WHAT IS NEEDED — Check each line of the material below for "Pretty", then copy the ones that contain it.

THE INPUT —

//! papersect CLI - title and section extraction from span dumps

use std::collections::HashSet;
use std::fs;
use std::path::{Path, PathBuf};

use clap::{Args, Parser, Subcommand, ValueEnum};
use colored::Colorize;
use indicatif::{ProgressBar, ProgressStyle};

use papersect::render::{self, JsonFormat, RenderOptions};
use papersect::{
    chapter_names, extract_batch, extract_with_options, ArxivId, CleanupPreset, Document,
    ExtractOptions, FontStatistics, HeadingMismatch, SourceRegistry,
};

#[derive(Parser)]
#[command(name = "papersect")]
#[command(version)]
#[command(about = "Recover titles and sections of papers from font-size signals", long_about = None)]
struct Cli {
    #[command(subcommand)]
    command: Commands,
}

#[derive(Subcommand)]
enum Commands {
    /// Extract title and sections as JSON
    Extract {
        /// Input span dump
        #[arg(value_name = "FILE")]
        input: PathBuf,

        /// Output file (stdout if not specified)
        #[arg(short, long, value_name = "FILE")]
        output: Option<PathBuf>,

        /// Output compact JSON
        #[arg(long)]
        compact: bool,

        #[command(flatten)]
        extract: ExtractArgs,
    },

    /// Render sections as Markdown
    #[command(alias = "md")]
    Markdown {
        /// Input span dump
        #[arg(value_name = "FILE")]
        input: PathBuf,

        /// Output file (stdout if not specified)
        #[arg(short, long, value_name = "FILE")]
        output: Option<PathBuf>,

        /// Text cleanup preset
        #[arg(long, value_enum, env = "PAPERSECT_CLEANUP")]
        cleanup: Option<CleanupLevel>,

        /// Heading level for sections (1-6)
        #[arg(long, default_value = "2")]
        section_level: u8,

        /// Skip sections without body text
        #[arg(long)]
        skip_empty: bool,

        #[command(flatten)]
        extract: ExtractArgs,
    },

    /// Render the name:body: digest used for summarization
    Digest {
        /// Input span dump
        #[arg(value_name = "FILE")]
        input: PathBuf,

        /// Output file (stdout if not specified)
        #[arg(short, long, value_name = "FILE")]
        output: Option<PathBuf>,

        /// Text cleanup preset
        #[arg(long, value_enum, env = "PAPERSECT_CLEANUP")]
        cleanup: Option<CleanupLevel>,

        #[command(flatten)]
        extract: ExtractArgs,
    },

    /// List section names in order
    Sections {
        /// Input span dump
        #[arg(value_name = "FILE")]
        input: PathBuf,

        #[command(flatten)]
        extract: ExtractArgs,
    },

    /// List numbered chapter lines
    Chapters {
        /// Input span dump
        #[arg(value_name = "FILE")]
        input: PathBuf,
    },

    /// Show font statistics and document counts
    Info {
        /// Input span dump
        #[arg(value_name = "FILE")]
        input: PathBuf,
    },

    /// Extract many span dumps in parallel, one JSON file each
    Batch {
        /// Input span dumps
        #[arg(value_name = "FILES", required = true)]
        inputs: Vec<PathBuf>,

        /// Output directory
        #[arg(short, long, value_name = "DIR")]
        output: Option<PathBuf>,

        #[command(flatten)]
        extract: ExtractArgs,
    },

    /// Resolve an arXiv link to its identifier and download URLs
    Arxiv {
        /// Abstract or PDF link
        #[arg(value_name = "LINK")]
        link: String,
    },

    /// Show version information
    Version,
}

/// Extraction flags shared by the extracting subcommands.
#[derive(Args)]
struct ExtractArgs {
    /// Handling of font-size headings that do not match the first one
    #[arg(long, value_enum, default_value = "drop", env = "PAPERSECT_MISMATCH")]
    mismatch: MismatchPolicy,

    /// Trim the body of the last section as well
    #[arg(long)]
    uniform_trim: bool,

    /// Use this title instead of detecting one
    #[arg(long, value_name = "TITLE")]
    title: Option<String>,
}

impl ExtractArgs {
    fn options(&self) -> ExtractOptions {
        let mut options = ExtractOptions::new().with_heading_mismatch(self.mismatch.into());
        if self.uniform_trim {
            options = options.uniform_trim();
        }
        if let Some(title) = &self.title {
            options = options.with_known_title(title.clone());
        }
        options
    }
}

#[derive(Copy, Clone, PartialEq, Eq, ValueEnum)]
enum MismatchPolicy {
    /// Discard the span (compatible behavior)
    Drop,
    /// Append the span to the current section
    Body,
}

impl From<MismatchPolicy> for HeadingMismatch {
    fn from(policy: MismatchPolicy) -> Self {
        match policy {
            MismatchPolicy::Drop => HeadingMismatch::Drop,
            MismatchPolicy::Body => HeadingMismatch::AsBody,
        }
    }
}

#[derive(Copy, Clone, PartialEq, Eq, ValueEnum)]
enum CleanupLevel {
    /// Minimal cleanup (Unicode normalization and whitespace)
    Minimal,
    /// Standard cleanup (ligatures and hyphenation as well)
    Standard,
}

impl From<CleanupLevel> for CleanupPreset {
    fn from(level: CleanupLevel) -> Self {
        match level {
            CleanupLevel::Minimal => CleanupPreset::Minimal,
            CleanupLevel::Standard => CleanupPreset::Standard,
        }
    }
}

fn main() {
    env_logger::init();

    let cli = Cli::parse();

    let result = match cli.command {
        Commands::Extract {
            input,
            output,
            compact,
            extract,
        } => cmd_extract(&input, output.as_deref(), compact, &extract),
        Commands::Markdown {
            input,
            output,
            cleanup,
            section_level,
            skip_empty,
            extract,
        } => cmd_markdown(
            &input,
            output.as_deref(),
            cleanup,
            section_level,
            skip_empty,
            &extract,
        ),
        Commands::Digest {
            input,
            output,
            cleanup,
            extract,
        } => cmd_digest(&input, output.as_deref(), cleanup, &extract),
        Commands::Sections { input, extract } => cmd_sections(&input, &extract),
        Commands::Chapters { input } => cmd_chapters(&input),
        Commands::Info { input } => cmd_info(&input),
        Commands::Batch {
            inputs,
            output,
            extract,
        } => cmd_batch(&inputs, output.as_deref(), &extract),
        Commands::Arxiv { link } => cmd_arxiv(&link),
        Commands::Version => {
            cmd_version();
            Ok(())
        }
    };

    if let Err(e) = result {
        eprintln!("{}: {}", "Error".red().bold(), e);
        std::process::exit(1);
    }
}

fn load(input: &Path) -> papersect::Result<Document> {
    SourceRegistry::with_defaults().load(input)
}

fn write_output(output: Option<&Path>, content: &str) -> Result<(), Box<dyn std::error::Error>> {
    if let Some(path) = output {
        fs::write(path, content)?;
        println!("{} {}", "Saved to".green(), path.display());
    } else {
        println!("{}", content);
    }
    Ok(())
}

fn render_options(cleanup: Option<CleanupLevel>) -> RenderOptions {
    let mut options = RenderOptions::new();
    if let Some(level) = cleanup {
        options = options.with_cleanup_preset(level.into());
    }
    options
}

fn cmd_extract(
    input: &Path,
    output: Option<&Path>,
    compact: bool,
    args: &ExtractArgs,
) -> Result<(), Box<dyn std::error::Error>> {
    let doc = load(input)?;
    let extraction = extract_with_options(&doc, &args.options())?;

    let format = if compact {
        JsonFormat::Compact
    } else {
        JsonFormat::Pretty
    };

    let json = render::to_json(&extraction, format)?;
    write_output(output, &json)
}

fn cmd_markdown(
    input: &Path,
    output: Option<&Path>,
    cleanup: Option<CleanupLevel>,
    section_level: u8,
    skip_empty: bool,
    args: &ExtractArgs,
) -> Result<(), Box<dyn std::error::Error>> {
    let doc = load(input)?;
    let extraction = extract_with_options(&doc, &args.options())?;

    let options = render_options(cleanup)
        .with_section_level(section_level)
        .with_empty_sections(!skip_empty);

    let markdown = render::to_markdown(&extraction, &options)?;
    write_output(output, &markdown)
}

fn cmd_digest(
    input: &Path,
    output: Option<&Path>,
    cleanup: Option<CleanupLevel>,
    args: &ExtractArgs,
) -> Result<(), Box<dyn std::error::Error>> {
    let doc = load(input)?;
    let extraction = extract_with_options(&doc, &args.options())?;

    let digest = render::to_digest(&extraction, &render_options(cleanup))?;
    write_output(output, digest.trim_end())
}

fn cmd_sections(input: &Path, args: &ExtractArgs) -> Result<(), Box<dyn std::error::Error>> {
    let doc = load(input)?;
    let extraction = extract_with_options(&doc, &args.options())?;

    if extraction.title.is_empty() {
        println!("{}", "(no title)".dimmed());
    } else {
        println!("{}", extraction.title.cyan().bold());
    }

    if extraction.sections.is_empty() {
        println!("{}", "No sections found".yellow());
        return Ok(());
    }

    let last = extraction.sections.len() - 1;
    for (i, section) in extraction.sections.iter().enumerate() {
        let branch = if i == last { "└─" } else { "├─" };
        println!(
            "  {} {} {}",
            branch.dimmed(),
            section.name,
            format!("({} chars)", section.body.trim().chars().count()).dimmed()
        );
    }

    Ok(())
}

fn cmd_chapters(input: &Path) -> Result<(), Box<dyn std::error::Error>> {
    let doc = load(input)?;
    let chapters = chapter_names(&doc);

    if chapters.is_empty() {
        println!("{}", "No numbered chapters found".yellow());
    }
    for chapter in chapters {
        println!("{}", chapter);
    }

    Ok(())
}

fn cmd_info(input: &Path) -> Result<(), Box<dyn std::error::Error>> {
    let doc = load(input)?;

    println!("{}", "Document Information".cyan().bold());
    println!("{}", "─".repeat(40).dimmed());

    let blocks: usize = doc.pages.iter().map(|p| p.block_count()).sum();
    let text = doc.plain_text();

    println!("{}: {}", "File".bold(), input.display());
    println!("{}: {}", "Pages".bold(), doc.page_count());
    println!("{}: {}", "Blocks".bold(), blocks);
    println!("{}: {}", "Spans".bold(), doc.span_count());
    println!("{}: {}", "Words".bold(), text.split_whitespace().count());
    println!("{}: {}", "Characters".bold(), text.chars().count());

    println!();
    println!("{}", "Font Statistics".cyan().bold());
    println!("{}", "─".repeat(40).dimmed());

    let stats = FontStatistics::collect(&doc)?;
    let [second, first] = stats.max_sizes();
    println!("{}: {}", "Body size".bold(), stats.mode_size());
    println!("{}: {}, {}", "Largest sizes".bold(), first, second);
    println!("{}: {}", "Distinct sizes".bold(), stats.distinct_sizes());

    let mut histogram = stats.size_histogram.clone();
    histogram.sort_by(|a, b| b.1.cmp(&a.1));
    for (size, count) in histogram.iter().take(8) {
        println!("  {:>6.1}pt {}", size, format!("{} spans", count).dimmed());
    }

    Ok(())
}

fn cmd_batch(
    inputs: &[PathBuf],
    output: Option<&Path>,
    args: &ExtractArgs,
) -> Result<(), Box<dyn std::error::Error>> {
    let output_dir = output
        .map(|p| p.to_path_buf())
        .unwrap_or_else(|| PathBuf::from("."));
    fs::create_dir_all(&output_dir)?;

    let pb = ProgressBar::new(inputs.len() as u64 * 2);
    pb.set_style(
        ProgressStyle::default_bar()
            .template("{spinner:.green} [{bar:40.cyan/blue}] {pos}/{len} {msg}")?
            .progress_chars("#>-"),
    );

    let file_names = output_file_names(inputs);

    pb.set_message("Loading...");
    let mut loaded = Vec::with_capacity(inputs.len());
    let mut docs = Vec::with_capacity(inputs.len());
    let mut failures = Vec::new();
    for (input, file_name) in inputs.iter().zip(&file_names) {
        match load(input) {
            Ok(doc) => {
                loaded.push((input, file_name));
                docs.push(doc);
            }
            Err(e) => failures.push((input, e.to_string())),
        }
        pb.inc(1);
    }

    pb.set_message("Extracting...");
    let results = extract_batch(&docs, &args.options());

    let mut written = 0;
    for ((input, file_name), result) in loaded.into_iter().zip(results) {
        let path = output_dir.join(file_name);
        match result.and_then(|e| render::to_json(&e, JsonFormat::Pretty)) {
            Ok(json) => {
                log::debug!("Writing {} to {}", input.display(), path.display());
                fs::write(&path, json)?;
                written += 1;
            }
            Err(e) => failures.push((input, e.to_string())),
        }
        pb.inc(1);
    }
    pb.finish_with_message("Done!");

    println!(
        "\n{} {} of {} files extracted",
        "Done!".green().bold(),
        written,
        inputs.len()
    );
    for (input, error) in &failures {
        log::warn!("Extraction failed for {}: {}", input.display(), error);
        println!("  {} {}: {}", "✗".red(), input.display(), error);
    }

    if !failures.is_empty() {
        return Err(format!("{} of {} inputs failed", failures.len(), inputs.len()).into());
    }
    Ok(())
}

/// One output file name per input, in input order.
///
/// Inputs sharing a file stem get `-2`, `-3`, ... suffixes so no output
/// overwrites another.
fn output_file_names(inputs: &[PathBuf]) -> Vec<String> {
    let mut used = HashSet::new();
    inputs
        .iter()
        .map(|input| {
            let stem = input.file_stem().unwrap_or_default().to_string_lossy();
            let mut name = format!("{}.sections.json", stem);
            let mut n = 2;
            while !used.insert(name.clone()) {
                name = format!("{}-{}.sections.json", stem, n);
                n += 1;
            }
            name
        })
        .collect()
}

fn cmd_arxiv(link: &str) -> Result<(), Box<dyn std::error::Error>> {
    let id = ArxivId::parse(link)?;
    println!("{}: {}", "ID".bold(), id);
    println!("{}: {}", "Abstract".bold(), id.abs_url());
    println!("{}: {}", "PDF".bold(), id.pdf_url());
    Ok(())
}

fn cmd_version() {
    println!("{} {}", "papersect".cyan().bold(), env!("CARGO_PKG_VERSION"));
    println!("Title and section extraction from font-size signals");
    println!();
    println!("License: MIT");
}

EXPECTED ANSWER —
        JsonFormat::Pretty
        match result.and_then(|e| render::to_json(&e, JsonFormat::Pretty)) {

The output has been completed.